Le Sénat a adopté, le 2 juillet 2026, une version élargie de la loi d’urgence agricole, selon Reporterre. Cette nouvelle mouture, qualifiée par la ministre de la Transition écologique de « nouvelle loi Duplomb », accentue les reculs environnementaux au profit de l’agro-industrie. Alors que le gouvernement s’y opposait, les sénateurs ont réintroduit deux insecticides néonicotinoïdes, l’acétamipride et la flupyradifurone — des substances déjà présentes dans la première version de la loi Duplomb de 2023.
Ce qu'il faut retenir
- Réintroduction de deux néonicotinoïdes : l’acétamipride et la flupyradifurone, pourtant controversés pour leur impact sur les pollinisateurs, ont été réintroduits par les sénateurs contre l’avis du gouvernement.
- Opposition frontale entre Sénat et exécutif : la majorité des députés et le gouvernement s’opposaient à cette mesure, mais le texte a été adopté malgré tout.
- Renforcement des dérogations pour l’agro-industrie : la loi, dans sa version sénatoriale, va plus loin que l’avant-projet initial en étendant les possibilités d’usage de produits phytosanitaires.
- Critique de la ministre de la Transition écologique : Agnès Pannier-Runacher a dénoncé une « nouvelle loi Duplomb », en référence à l’ancienne législation controversée de 2023.
Un texte déjà contesté dans sa version initiale
Dès son dépôt, la loi d’urgence agricole avait suscité de vives critiques.
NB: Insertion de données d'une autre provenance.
//! Initiator role of a transfer task (§4.4): `INIT -> PATH_CHOSEN ->
//! LOCK_SENT -> SECRET_REVEALED -> SETTLED`, with `NO_PATH`/`TIMEOUT`/
//! `CANCELLED` branches.

use std::sync::Arc;
use std::time::Duration;

use slog::Logger;
use tokio::sync::mpsc;
use tokio::time::sleep;

use crate::messages::{LockFields, Message, MediatedTransfer, SecretMessage, TransferTimeout};
use crate::primitives::{Address, AssetId, BlockNumber, Hashlock, Secret, TokenAmount};

use super::{Completion, Outcome, TransferEnvironment, TransferError};

enum AwaitOutcome {
    SecretRequested,
    Cancelled,
    TimedOut,
}

/// One payment, from this node's own perspective as its origin.
pub struct InitiatorTask {
    hashlock: Hashlock,
    asset_id: AssetId,
    our_address: Address,
    target: Address,
    amount: TokenAmount,
    secret: Secret,
    settle_timeout: u64,
    timeout_per_hop: Duration,
    max_paths: usize,
    env: Arc<dyn TransferEnvironment>,
    inbox: mpsc::UnboundedReceiver<Message>,
    completion: Completion,
    log: Logger,
}

impl InitiatorTask {
    #[allow(clippy::too_many_arguments)]
    pub fn new(
        asset_id: AssetId,
        our_address: Address,
        target: Address,
        amount: TokenAmount,
        secret: Secret,
        settle_timeout: u64,
        timeout_per_hop: Duration,
        max_paths: usize,
        env: Arc<dyn TransferEnvironment>,
        log: Logger,
    ) -> (Self, mpsc::UnboundedSender<Message>, tokio::sync::oneshot::Receiver<Outcome>) {
        let (inbox_tx, inbox) = mpsc::unbounded_channel();
        let (completion, completed) = Completion::new();
        let hashlock = secret.hashlock();
        let task = Self {
            hashlock,
            asset_id,
            our_address,
            target,
            amount,
            secret,
            settle_timeout,
            timeout_per_hop,
            max_paths,
            env,
            inbox,
            completion,
            log,
        };
        (task, inbox_tx, completed)
    }

    pub fn hashlock(&self) -> Hashlock {
        self.hashlock
    }

    /// Drives the state machine to completion and notifies whoever is
    /// awaiting the result. Intended to be `tokio::spawn`ed by the
    /// coordinator.
    pub async fn run(mut self) {
        let outcome = self.drive().await;
        match &outcome {
            Ok(()) => info!(self.log, "initiator transfer settled"; "hashlock" => ?self.hashlock),
            Err(err) => warn!(self.log, "initiator transfer ended without settling"; "hashlock" => ?self.hashlock, "error" => %err),
        }
        self.completion.complete(outcome);
    }

    async fn drive(&mut self) -> Outcome {
        let candidates = self.env.candidate_paths(self.asset_id, self.our_address, self.target, self.max_paths);
        if candidates.is_empty() {
            return Err(TransferError::NoPath);
        }
        let mut candidates: Vec<Vec<Address>> = candidates.into_iter().rev().collect();

        loop {
            let path = match candidates.pop() {
                Some(path) if path.len() >= 2 => path,
                Some(_) => continue,
                None => return Err(TransferError::NoPath),
            };

            let next_hop = path[1];
            let hops_remaining = path.len() - 1;
            let expiration = self.env.current_block() + self.settle_timeout;

            let prepared = match self.env.create_mediated_transfer(
                self.asset_id,
                next_hop,
                self.amount,
                self.hashlock,
                expiration,
                self.target,
                self.our_address,
                TokenAmount::ZERO,
            ) {
                Ok(prepared) => prepared,
                Err(err) => {
                    debug!(self.log, "candidate path rejected by channel, trying next"; "next_hop" => %next_hop, "error" => %err);
                    continue;
                }
            };

            let message = Message::MediatedTransfer(MediatedTransfer {
                sender: self.our_address,
                nonce: prepared.nonce,
                asset: self.asset_id,
                recipient: next_hop,
                transferred_amount: prepared.transferred_amount,
                locks_root: prepared.locks_root,
                target: self.target,
                initiator: self.our_address,
                lock: LockFields { amount: self.amount, expiration, hashlock: self.hashlock },
                fee: TokenAmount::ZERO,
                signature: Vec::new(),
            });

            if self.env.send(next_hop, message).await.is_err() {
                debug!(self.log, "next hop unreachable, trying next candidate"; "next_hop" => %next_hop);
                continue;
            }
            debug!(self.log, "lock sent"; "next_hop" => %next_hop, "hashlock" => ?self.hashlock);

            match self.await_secret_request(hops_remaining).await {
                AwaitOutcome::SecretRequested => {
                    self.reveal_secret(next_hop).await?;
                    return Ok(());
                }
                AwaitOutcome::Cancelled => continue,
                AwaitOutcome::TimedOut => {
                    let _ = self
                        .env
                        .send(
                            next_hop,
                            Message::TransferTimeout(TransferTimeout {
                                sender: self.our_address,
                                hashlock: self.hashlock,
                                echo: [0u8; 32],
                                signature: Vec::new(),
                            }),
                        )
                        .await;
                    return Err(TransferError::Timeout);
                }
            }
        }
    }

    async fn await_secret_request(&mut self, hops_remaining: usize) -> AwaitOutcome {
        let deadline = self.timeout_per_hop * hops_remaining.max(1) as u32;
        loop {
            tokio::select! {
                message = self.inbox.recv() => {
                    match message {
                        Some(Message::SecretRequest(request)) if request.hashlock == self.hashlock => {
                            return AwaitOutcome::SecretRequested;
                        }
                        Some(Message::CancelTransfer(cancel)) if cancel.hashlock == self.hashlock => {
                            return AwaitOutcome::Cancelled;
                        }
                        Some(_) => continue,
                        None => return AwaitOutcome::TimedOut,
                    }
                }
                _ = sleep(deadline) => return AwaitOutcome::TimedOut,
            }
        }
    }

    async fn reveal_secret(&mut self, next_hop: Address) -> Outcome {
        self.env
            .send(
                next_hop,
                Message::Secret(SecretMessage { sender: self.our_address, secret: self.secret, signature: Vec::new() }),
            )
            .await?;
        self.env.register_secret(self.asset_id, next_hop, self.secret);
        Ok(())
    }
}
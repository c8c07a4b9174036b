//! The send-path pending-ack table (§4.3 Send protocol, §5 Backpressure):
//! shared between the send path (registers an entry, awaits its
//! completion) and the receive path (completes an entry when an `Ack` or
//! `RejectTransfer` arrives). Bounded per peer by a semaphore: when full,
//! new sends to that peer wait for an ack or retry slot to free (§5).

use std::collections::HashMap;
use std::sync::Arc;

use parking_lot::Mutex;
use tokio::sync::{oneshot, OwnedSemaphorePermit, Semaphore};

use crate::primitives::Address;

/// `Ok(())` on `Ack`, `Err(reason_code)` on `RejectTransfer` (§4.3 step 4).
pub type AckOutcome = Result<(), u16>;

struct Entry {
    notify: oneshot::Sender<AckOutcome>,
}

pub struct PendingAckTable {
    entries: Mutex<HashMap<(Address, [u8; 32]), Entry>>,
    semaphores: Mutex<HashMap<Address, Arc<Semaphore>>>,
    max_pending_per_peer: usize,
}

impl PendingAckTable {
    pub fn new(max_pending_per_peer: usize) -> Self {
        Self {
            entries: Mutex::new(HashMap::new()),
            semaphores: Mutex::new(HashMap::new()),
            max_pending_per_peer: max_pending_per_peer.max(1),
        }
    }

    fn semaphore_for(&self, peer: Address) -> Arc<Semaphore> {
        self.semaphores
            .lock()
            .entry(peer)
            .or_insert_with(|| Arc::new(Semaphore::new(self.max_pending_per_peer)))
            .clone()
    }

    /// Acquires a backpressure slot for `peer` and registers `(peer,
    /// msghash)` as pending. The returned permit must be held for the
    /// entry's lifetime; dropping it frees the slot for the next send.
    pub async fn register(&self, peer: Address, msghash: [u8; 32]) -> (OwnedSemaphorePermit, oneshot::Receiver<AckOutcome>) {
        let semaphore = self.semaphore_for(peer);
        let permit = semaphore.acquire_owned().await.expect("pending-ack semaphore is never closed");
        let (notify, receiver) = oneshot::channel();
        self.entries.lock().insert((peer, msghash), Entry { notify });
        (permit, receiver)
    }

    pub fn remove(&self, peer: Address, msghash: [u8; 32]) {
        self.entries.lock().remove(&(peer, msghash));
    }

    /// Completes the pending entry for `(peer, msghash)`, if any. Returns
    /// `false` for a duplicate ack or one that arrived after the entry
    /// already timed out and was dropped.
    pub fn complete(&self, peer: Address, msghash: [u8; 32], outcome: AckOutcome) -> bool {
        match self.entries.lock().remove(&(peer, msghash)) {
            Some(entry) => {
                let _ = entry.notify.send(outcome);
                true
            }
            None => false,
        }
    }
}
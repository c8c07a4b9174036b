//! External unreliable-datagram transport and discovery collaborators (§6),
//! explicitly out of scope per §1: only their interfaces are specified
//! here as the `send_raw`/`on_raw` + `register`/`lookup` contract the
//! protocol engine and node coordinator need. No concrete UDP socket or
//! overlay-network client lives behind these traits.

use async_trait::async_trait;
use thiserror::Error;

use crate::primitives::Address;

/// Maximum frame size the transport is modeled as carrying (§6).
pub const MAX_FRAME_BYTES: usize = 64 * 1024;

#[derive(Error, Debug, Clone, Eq, PartialEq)]
pub enum TransportError {
    #[error("frame of {actual} bytes exceeds the {max}-byte transport limit")]
    FrameTooLarge { max: usize, actual: usize },
    #[error("peer {0} could not be reached")]
    Unreachable(Address),
}

/// Unreliable datagram channel with address-based routing (§1, §6).
/// Ordering is not guaranteed and delivery is not guaranteed; the protocol
/// engine (component C) is responsible for acknowledgment and retry on top
/// of this contract.
#[async_trait]
pub trait Transport: Send + Sync {
    async fn send_raw(&self, dest: Address, bytes: Vec<u8>) -> Result<(), TransportError>;
}

#[derive(Error, Debug, Clone, Eq, PartialEq)]
pub enum DiscoveryError {
    #[error("address {0} is not registered with discovery")]
    NotRegistered(Address),
}

#[derive(Clone, Debug, Eq, PartialEq)]
pub struct Endpoint {
    pub host: String,
    pub port: u16,
}

/// Node discovery: maps an address to a `(host, port)` endpoint (§6).
#[async_trait]
pub trait Discovery: Send + Sync {
    async fn register(&self, address: Address, host: String, port: u16) -> Result<(), DiscoveryError>;
    async fn lookup(&self, address: Address) -> Result<Endpoint, DiscoveryError>;
}
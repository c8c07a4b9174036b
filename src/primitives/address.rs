use std::fmt;
use std::str::FromStr;

use derive_more::{Deref, From};
use serde::{Deserialize, Serialize};

use crate::errors::TypeError;

const ADDRESS_LEN: usize = 20;

/// A 20-byte opaque identifier for a node or contract.
///
/// The wire/RPC boundary is the only place this type's hex representation
/// matters; everywhere else it is carried as the raw bytes.
#[derive(Clone, Copy, Deref, From, Eq, PartialEq, Ord, PartialOrd, Hash, Serialize, Deserialize)]
pub struct Address([u8; ADDRESS_LEN]);

/// A 20-byte identifier for a token/asset.
#[derive(Clone, Copy, Deref, From, Eq, PartialEq, Ord, PartialOrd, Hash, Serialize, Deserialize)]
pub struct AssetId([u8; ADDRESS_LEN]);

macro_rules! impl_hex_id {
    ($ty:ident) => {
        impl $ty {
            pub const fn zero() -> Self {
                Self([0u8; ADDRESS_LEN])
            }

            pub fn as_bytes(&self) -> &[u8; ADDRESS_LEN] {
                &self.0
            }

            pub fn is_zero(&self) -> bool {
                self.0 == [0u8; ADDRESS_LEN]
            }
        }

        impl fmt::Display for $ty {
            fn fmt(&self, f: &mut fmt::Formatter<'_>) -> fmt::Result {
                write!(f, "0x{}", hex::encode(self.0))
            }
        }

        impl fmt::Debug for $ty {
            fn fmt(&self, f: &mut fmt::Formatter<'_>) -> fmt::Result {
                write!(f, "{}({})", stringify!($ty), self)
            }
        }

        impl FromStr for $ty {
            type Err = TypeError;

            fn from_str(s: &str) -> Result<Self, Self::Err> {
                let s = s.strip_prefix("0x").unwrap_or(s);
                let bytes = hex::decode(s).map_err(|e| TypeError {
                    msg: format!("invalid hex in {}: {}", stringify!($ty), e),
                })?;
                if bytes.len() != ADDRESS_LEN {
                    return Err(TypeError {
                        msg: format!("{} must be {} bytes, got {}", stringify!($ty), ADDRESS_LEN, bytes.len()),
                    });
                }
                let mut array = [0u8; ADDRESS_LEN];
                array.copy_from_slice(&bytes);
                Ok(Self(array))
            }
        }
    };
}

impl_hex_id!(Address);
impl_hex_id!(AssetId);
//! Directed per-asset graph of channels (component B, §4.2): a plain
//! adjacency-map built from `chain.addresses_by_asset`, with k-shortest-paths
//! search for route candidates.

use std::collections::{BTreeSet, HashMap};

use thiserror::Error;

use crate::primitives::Address;

#[derive(Error, Debug, Clone, Eq, PartialEq)]
pub enum GraphError {
    #[error("no path from {source} to {target}")]
    NoPath { source: Address, target: Address },
}

/// Directed graph with node set = addresses, edge set = known channels for
/// one asset. Directed because available balance is asymmetric per
/// direction even though channel topology is symmetric (§4.2).
#[derive(Clone, Debug, Default)]
pub struct ChannelGraph {
    edges: HashMap<Address, BTreeSet<Address>>,
}

impl ChannelGraph {
    pub fn new() -> Self {
        Self { edges: HashMap::new() }
    }

    /// Builds a graph from the chain adapter's `addresses_by_asset` pairs
    /// (§6), adding both directions for each reported channel endpoint.
    pub fn from_edges(pairs: impl IntoIterator<Item = (Address, Address)>) -> Self {
        let mut graph = Self::new();
        for (a, b) in pairs {
            graph.add_edge(a, b);
            graph.add_edge(b, a);
        }
        graph
    }

    pub fn add_edge(&mut self, u: Address, v: Address) {
        self.edges.entry(u).or_default().insert(v);
        self.edges.entry(v).or_default();
    }

    pub fn remove_edge(&mut self, u: Address, v: Address) {
        if let Some(neighbors) = self.edges.get_mut(&u) {
            neighbors.remove(&v);
        }
    }

    fn neighbors(&self, node: Address) -> impl Iterator<Item = Address> + '_ {
        self.edges.get(&node).into_iter().flatten().copied()
    }

    pub fn has_path(&self, source: Address, target: Address) -> bool {
        if source == target {
            return true;
        }
        let mut visited = BTreeSet::new();
        let mut frontier = vec![source];
        visited.insert(source);
        while let Some(node) = frontier.pop() {
            for next in self.neighbors(node) {
                if next == target {
                    return true;
                }
                if visited.insert(next) {
                    frontier.push(next);
                }
            }
        }
        false
    }

    /// All simple paths from `source` with exactly `n + 1` nodes, in
    /// lexicographic order over the node-address sequence (§4.2).
    pub fn paths_of_length(&self, source: Address, n: usize) -> Vec<Vec<Address>> {
        let mut paths = Vec::new();
        let mut current = vec![source];
        let mut visited = BTreeSet::new();
        visited.insert(source);
        self.extend_path(&mut current, &mut visited, n, &mut paths);
        paths.sort();
        paths
    }

    fn extend_path(
        &self,
        current: &mut Vec<Address>,
        visited: &mut BTreeSet<Address>,
        remaining_hops: usize,
        out: &mut Vec<Vec<Address>>,
    ) {
        if remaining_hops == 0 {
            out.push(current.clone());
            return;
        }
        let last = *current.last().expect("path always has a start node");
        for next in self.neighbors(last) {
            if visited.insert(next) {
                current.push(next);
                self.extend_path(current, visited, remaining_hops - 1, out);
                current.pop();
                visited.remove(&next);
            }
        }
    }

    /// Simple paths `source -> target` enumerated by increasing length, at
    /// most `k` paths total, lexicographically tie-broken within a length
    /// (§4.2). Computed eagerly rather than as a true lazy sequence, which
    /// is sufficient for this crate's in-memory, single-query call sites.
    pub fn shortest_paths(&self, source: Address, target: Address, k: usize) -> Vec<Vec<Address>> {
        let mut found = Vec::new();
        if k == 0 || source == target {
            return found;
        }
        let max_hops = self.edges.len().saturating_sub(1).max(1);
        for hops in 1..=max_hops {
            if found.len() >= k {
                break;
            }
            let mut candidates: Vec<Vec<Address>> = self
                .paths_of_length(source, hops)
                .into_iter()
                .filter(|path| path.last() == Some(&target))
                .collect();
            candidates.sort();
            for path in candidates {
                if found.len() >= k {
                    break;
                }
                found.push(path);
            }
        }
        found
    }

    /// Convenience wrapper over `shortest_paths` for call sites that want a
    /// single best path or an explicit `NoPath` error (e.g. a direct-channel
    /// shortcut check) rather than an empty k-path list.
    pub fn best_path(&self, source: Address, target: Address) -> Result<Vec<Address>, GraphError> {
        self.shortest_paths(source, target, 1)
            .into_iter()
            .next()
            .ok_or(GraphError::NoPath { source, target })
    }
}
use crate::{
    Config,
    error::LookupError,
    model::{Location, WeatherSnapshot},
    provider::openweather::OpenWeatherClient,
};
use async_trait::async_trait;
use std::fmt::Debug;

pub mod openweather;

/// Geocoding output: canonical place identity plus the coordinates the
/// weather fetch needs.
#[derive(Debug, Clone, PartialEq)]
pub struct ResolvedPlace {
    pub location: Location,
    pub lat: f64,
    pub lon: f64,
}

/// Turns free-text city + ISO country code into a [`ResolvedPlace`].
///
/// One outbound call, at most one candidate requested, no retries.
/// Zero candidates is [`LookupError::NotFound`]; a best candidate in the
/// wrong country is [`LookupError::CountryMismatch`].
#[async_trait]
pub trait GeocodingProvider: Send + Sync + Debug {
    async fn resolve(&self, city: &str, country_code: &str)
    -> Result<ResolvedPlace, LookupError>;
}

/// Fetches current conditions for coordinates obtained from a
/// [`GeocodingProvider`]. Temperatures come back in Kelvin.
#[async_trait]
pub trait WeatherProvider: Send + Sync + Debug {
    async fn fetch_current(&self, lat: f64, lon: f64) -> Result<WeatherSnapshot, LookupError>;
}

/// Construct both provider ends from config. OpenWeather serves both the
/// geocoding and the weather endpoint with the same API key.
pub fn providers_from_config(
    config: &Config,
) -> anyhow::Result<(Box<dyn GeocodingProvider>, Box<dyn WeatherProvider>)> {
    let api_key = config.api_key()?;
    let client = OpenWeatherClient::new(api_key.to_owned());

    Ok((Box::new(client.clone()), Box::new(client)))
}
use anyhow::Result;
use inquire::{Select, Text};
use skycast_core::{
    Config, FileStorage, HistoryStore, LookupService, SearchRecord, providers_from_config,
};

use crate::output;

const SEARCH_NEW: &str = "Search a new location";
const SHOW_CURRENT: &str = "Show the current result";
const RESEARCH: &str = "Re-search a history entry";
const REMOVE: &str = "Remove a history entry";
const QUIT: &str = "Quit";

/// Wires the lookup service to the session history and holds the single
/// current-result slot. Each new lookup replaces the slot wholesale.
pub struct App {
    lookup: LookupService,
    history: HistoryStore,
    current: Option<SearchRecord>,
}

impl App {
    pub fn init() -> Result<Self> {
        let config = Config::load()?;
        let (geocoder, weather) = providers_from_config(&config)?;
        let storage = FileStorage::new(Config::session_dir()?);

        Ok(Self {
            lookup: LookupService::new(geocoder, weather),
            history: HistoryStore::load(Box::new(storage)),
            current: None,
        })
    }

    pub fn configure() -> Result<()> {
        let mut config = Config::load()?;

        let api_key = Text::new("OpenWeather API key:").prompt()?;
        config.set_api_key(api_key.trim().to_string());
        config.save()?;

        println!(
            "Saved configuration to {}",
            Config::config_file_path()?.display()
        );
        Ok(())
    }

    /// One user-initiated lookup: fetch, record in history, show the result.
    pub async fn search(&mut self, city: &str, country_code: &str) -> Result<()> {
        let record = self.lookup.lookup(city, country_code).await?;
        self.history.append(record.to_history_entry())?;

        println!("{}", output::render_record(&record));
        self.current = Some(record);
        Ok(())
    }

    /// Re-run the last appended search to fill the current-result slot.
    /// Replay never appends to history, and a failed replay leaves both the
    /// slot and the persisted history untouched.
    pub async fn replay_last(&mut self) -> Result<()> {
        let Some(entry) = self.history.last_inserted().cloned() else {
            println!("No search history yet.");
            return Ok(());
        };

        let replayed = self
            .lookup
            .lookup(&entry.location.city, &entry.location.country_code)
            .await;

        match replayed {
            Ok(record) => {
                println!("{}", output::render_record(&record));
                self.current = Some(record);
            }
            Err(err) => println!("Could not replay the last search: {err}"),
        }
        Ok(())
    }

    pub fn print_history(&self) {
        let entries = self.history.sorted_entries();
        if entries.is_empty() {
            println!("No search history yet.");
        } else {
            println!("{}", output::render_history(&entries));
        }
    }

    pub fn remove(&mut self, index: usize) -> Result<()> {
        let removed = self.history.remove_at(index)?;
        println!(
            "Removed {}, {}",
            removed.location.city, removed.location.country_code
        );
        Ok(())
    }

    /// The widget loop: replay the last search on startup, then take user
    /// intents until quit.
    pub async fn run_interactive(&mut self) -> Result<()> {
        if !self.history.is_empty() {
            self.replay_last().await?;
        }

        loop {
            let mut options = vec![SEARCH_NEW];
            if self.current.is_some() {
                options.push(SHOW_CURRENT);
            }
            if !self.history.is_empty() {
                options.push(RESEARCH);
                options.push(REMOVE);
            }
            options.push(QUIT);

            match Select::new("What next?", options).prompt()? {
                SEARCH_NEW => {
                    let city = Text::new("City:").prompt()?;
                    let country_code = Text::new("Country code:").prompt()?;
                    if let Err(err) = self.search(&city, &country_code).await {
                        println!("Search failed: {err}");
                    }
                }
                SHOW_CURRENT => {
                    if let Some(record) = &self.current {
                        println!("{}", output::render_record(record));
                    }
                    self.print_history();
                }
                RESEARCH => {
                    if let Some(index) = self.pick_entry("Re-search which entry?")? {
                        let entry = self.history.sorted_entries()[index].clone();
                        let city = entry.location.city;
                        let country_code = entry.location.country_code;
                        if let Err(err) = self.search(&city, &country_code).await {
                            println!("Search failed: {err}");
                        }
                    }
                }
                REMOVE => {
                    if let Some(index) = self.pick_entry("Remove which entry?")? {
                        self.remove(index)?;
                    }
                }
                _ => break,
            }
        }

        Ok(())
    }

    fn pick_entry(&self, prompt: &str) -> Result<Option<usize>> {
        let rows: Vec<String> = self
            .history
            .sorted_entries()
            .iter()
            .enumerate()
            .map(|(i, e)| output::history_row(i, e))
            .collect();

        if rows.is_empty() {
            println!("No search history yet.");
            return Ok(None);
        }

        let picked = Select::new(prompt, rows).raw_prompt()?;
        Ok(Some(picked.index))
    }
}
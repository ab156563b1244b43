use anyhow::{Context, Result};
use std::{collections::HashMap, fs, path::PathBuf};

/// Session-scoped key-value store backing the history blob. Mirrors the
/// narrow get/set/remove surface of browser session storage.
pub trait SessionStorage: Send + std::fmt::Debug {
    fn get(&self, key: &str) -> Result<Option<String>>;
    fn set(&mut self, key: &str, value: &str) -> Result<()>;
    fn remove(&mut self, key: &str) -> Result<()>;
}

/// In-memory storage. Lives only as long as the process; handy for tests.
#[derive(Debug, Default)]
pub struct MemoryStorage {
    values: HashMap<String, String>,
}

impl MemoryStorage {
    pub fn new() -> Self {
        Self::default()
    }
}

impl SessionStorage for MemoryStorage {
    fn get(&self, key: &str) -> Result<Option<String>> {
        Ok(self.values.get(key).cloned())
    }

    fn set(&mut self, key: &str, value: &str) -> Result<()> {
        self.values.insert(key.to_string(), value.to_string());
        Ok(())
    }

    fn remove(&mut self, key: &str) -> Result<()> {
        self.values.remove(key);
        Ok(())
    }
}

/// One file per key under a directory. A missing file reads as `None`,
/// so a fresh session starts empty without special-casing.
#[derive(Debug)]
pub struct FileStorage {
    dir: PathBuf,
}

impl FileStorage {
    pub fn new(dir: impl Into<PathBuf>) -> Self {
        Self { dir: dir.into() }
    }

    fn key_path(&self, key: &str) -> PathBuf {
        self.dir.join(format!("{key}.json"))
    }
}

impl SessionStorage for FileStorage {
    fn get(&self, key: &str) -> Result<Option<String>> {
        let path = self.key_path(key);
        if !path.exists() {
            return Ok(None);
        }

        let contents = fs::read_to_string(&path)
            .with_context(|| format!("Failed to read storage file: {}", path.display()))?;

        Ok(Some(contents))
    }

    fn set(&mut self, key: &str, value: &str) -> Result<()> {
        let path = self.key_path(key);

        if let Some(parent) = path.parent() {
            fs::create_dir_all(parent).with_context(|| {
                format!("Failed to create storage directory: {}", parent.display())
            })?;
        }

        fs::write(&path, value)
            .with_context(|| format!("Failed to write storage file: {}", path.display()))?;

        Ok(())
    }

    fn remove(&mut self, key: &str) -> Result<()> {
        let path = self.key_path(key);
        if path.exists() {
            fs::remove_file(&path)
                .with_context(|| format!("Failed to remove storage file: {}", path.display()))?;
        }
        Ok(())
    }
}

#[cfg(test)]
mod tests {
    use super::*;

    #[test]
    fn memory_storage_set_get_remove() {
        let mut storage = MemoryStorage::new();
        assert_eq!(storage.get("k").unwrap(), None);

        storage.set("k", "v").unwrap();
        assert_eq!(storage.get("k").unwrap(), Some("v".to_string()));

        storage.remove("k").unwrap();
        assert_eq!(storage.get("k").unwrap(), None);
    }

    #[test]
    fn file_storage_round_trips_through_disk() {
        let dir = tempfile::tempdir().unwrap();
        let mut storage = FileStorage::new(dir.path());

        assert_eq!(storage.get("histories").unwrap(), None);

        storage.set("histories", "[1,2,3]").unwrap();
        assert_eq!(
            storage.get("histories").unwrap(),
            Some("[1,2,3]".to_string())
        );

        storage.remove("histories").unwrap();
        assert_eq!(storage.get("histories").unwrap(), None);
    }

    #[test]
    fn file_storage_creates_missing_directories() {
        let dir = tempfile::tempdir().unwrap();
        let nested = dir.path().join("a").join("b");
        let mut storage = FileStorage::new(&nested);

        storage.set("histories", "[]").unwrap();
        assert_eq!(storage.get("histories").unwrap(), Some("[]".to_string()));
    }

    #[test]
    fn remove_of_missing_key_is_a_no_op() {
        let dir = tempfile::tempdir().unwrap();
        let mut storage = FileStorage::new(dir.path());
        assert!(storage.remove("nope").is_ok());
    }
}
D’après Reporterre, son premier jet constituait déjà « une belle reculade pour l’environnement », au détriment des engagements écologiques et au profit des lobbies de l’agro-industrie. Pourtant, les sénateurs ont durci le texte lors de son examen, en ajoutant des mesures encore plus favorables aux intérêts économiques à court terme. « On pousse les curseurs toujours plus loin », estime l’ONG, qui dénonce une logique de court-termisme agricole.
L’acétamipride et la flupyradifurone, symboles d’un retour en arrière
Parmi les mesures les plus contestées figure la réautorisation de deux néonicotinoïdes, l’acétamipride et la flupyradifurone. Ces substances, classées comme perturbateurs pour les abeilles et les écosystèmes, avaient été partiellement interdites en 2018 en France, avant que leur usage ne soit partiellement assoupli via des dérogations. Leur retour dans le cadre de cette loi « d’urgence » s’inscrit dans la continuité des assouplissements opérés depuis plusieurs années. — « Un choix politique qui sacrifie la biodiversité », estime un porte-parole d’une association de défense de l’environnement.
Une adoption en contradiction avec les orientations nationales
Le gouvernement, par la voix de la ministre de la Transition écologique, Agnès Pannier-Runacher, s’est opposé à cette version du texte. Pourtant, les sénateurs ont maintenu leurs amendements, illustrant une divergence croissante entre les deux chambres sur les questions agricoles. « Ce n’est pas la voie que nous souhaitons emprunter », a-t-elle réagi, qualifiant cette loi de « nouvelle loi Duplomb » — en référence à la loi controversée de 2023, portée par l’ancien député Julien Duplomb, souvent critiquée pour ses liens avec les industriels de l’agrochimie. D’après Reporterre, cette adoption sénatoriale marque une étape supplémentaire dans l’affaiblissement des normes environnementales au profit d’une agriculture intensive.
Cette loi soulève également des questions sur l’équilibre à trouver entre urgence économique et préservation de l’environnement. Les prochains mois pourraient voir émerger de nouvelles mobilisations citoyennes ou juridiques pour contester ces mesures, alors que la France reste engagée dans ses objectifs de réduction des pesticides d’ici 2030.